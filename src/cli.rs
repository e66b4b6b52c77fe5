use crate::config::TripcastConfig;
use crate::flows::{ForecastParams, HistoryParams, TripParams};
use clap::builder::{Styles, styling::AnsiColor};
use clap::{Parser, Subcommand};
use std::path::PathBuf;

const ABOUT: &str = "Weather forecast and trip planning tool";

const LONG_ABOUT: &str = "
Weather forecast and trip planning tool backed by Open-Meteo.

Without a command an interactive menu is shown. Charts are written as SVG and the trip map as an
HTML page that can be opened in any browser.
";

const STYLES: Styles = Styles::styled()
    .header(AnsiColor::Yellow.on_default())
    .usage(AnsiColor::Green.on_default())
    .literal(AnsiColor::Green.on_default())
    .placeholder(AnsiColor::Green.on_default());

#[derive(Parser, Debug)]
#[command(name = "tripcast", version, styles = STYLES, about = ABOUT, long_about = LONG_ABOUT)]
pub struct Cli {
    /// Configuration file (TOML)
    #[arg(long, global = true)]
    pub config: Option<PathBuf>,

    /// Run without asking for confirmation
    #[arg(short, long, global = true)]
    pub yes: bool,

    #[command(subcommand)]
    pub command: Option<Command>,
}

#[derive(Subcommand, Debug, Clone, PartialEq, Eq)]
pub enum Command {
    /// Temperature, showers and cloud cover for the next days
    Forecast {
        #[arg(long)]
        city: Option<String>,
        #[arg(long)]
        street: Option<String>,
        /// Number of days, 1 to 16
        #[arg(long)]
        days: Option<u32>,
    },

    /// Temperature forecast compared with previous years
    History {
        #[arg(long)]
        city: Option<String>,
        #[arg(long)]
        street: Option<String>,
        /// Number of days, 1 to 16
        #[arg(long)]
        days: Option<u32>,
        /// Number of past years to compare with
        #[arg(long)]
        years: Option<u32>,
    },

    /// Forecast for every stop of a trip file, drawn on a map
    Trip {
        /// CSV with City,Street,Date columns
        #[arg(long)]
        input: Option<PathBuf>,
        /// Where to write the HTML map
        #[arg(long)]
        map: Option<PathBuf>,
    },
}

/// A command with every omitted argument filled from configuration
#[derive(Debug, Clone, PartialEq, Eq)]
pub enum Resolved {
    Forecast(ForecastParams),
    History(HistoryParams),
    Trip(TripParams),
}

impl Command {
    #[must_use]
    pub fn resolve(self, config: &TripcastConfig) -> Resolved {
        let defaults = &config.defaults;
        match self {
            Command::Forecast { city, street, days } => Resolved::Forecast(ForecastParams {
                city: city.unwrap_or_else(|| defaults.city.clone()),
                street: street.unwrap_or_else(|| defaults.street.clone()),
                days: days.unwrap_or(defaults.forecast_days),
            }),
            Command::History {
                city,
                street,
                days,
                years,
            } => Resolved::History(HistoryParams {
                city: city.unwrap_or_else(|| defaults.city.clone()),
                street: street.unwrap_or_else(|| defaults.street.clone()),
                days: days.unwrap_or(defaults.forecast_days),
                years: years.unwrap_or(defaults.history_years),
            }),
            Command::Trip { input, map } => Resolved::Trip(TripParams {
                input: input.unwrap_or_else(|| PathBuf::from(&config.output.trip_file)),
                map: map.unwrap_or_else(|| PathBuf::from(&config.output.map_file)),
            }),
        }
    }
}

☆ ☆ ☆ ☆ ☆

### WHAT YOU NEED TO DO
Return the entries exactly through the "use std::path::PathBuf;" line.

### EXERCISE SOLUTION
filename src/cli.rs
repository e66b4b6b52c77fe5
use crate::config::TripcastConfig;
use crate::flows::{ForecastParams, HistoryParams, TripParams};
use clap::builder::{Styles, styling::AnsiColor};
use clap::{Parser, Subcommand};
use std::path::PathBuf;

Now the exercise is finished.